═══ EXTRACTED INFORMATION ═══
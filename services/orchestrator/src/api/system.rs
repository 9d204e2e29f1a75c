//! Health check handler.
use crate::api::types::HealthStatus;
use axum::Json;

/// Liveness check; needs no credentials and performs no I/O.
pub(crate) async fn healthz() -> Json<HealthStatus> {
    Json(HealthStatus {
        status: "ok".to_string(),
    })
}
═══
--- DIRECTIONS ---
Restate each record exactly as written.

--- EXERCISE SOLUTION ---
filename services/orchestrator/src/api/system.rs
repository 9d204e2e29f1a75c
//! Health check handler.
use crate::api::types::HealthStatus;
use axum::Json;

/// Liveness check; needs no credentials and performs no I/O.
pub(crate) async fn healthz() -> Json<HealthStatus> {
    Json(HealthStatus {
        status: "ok".to_string(),
    })
}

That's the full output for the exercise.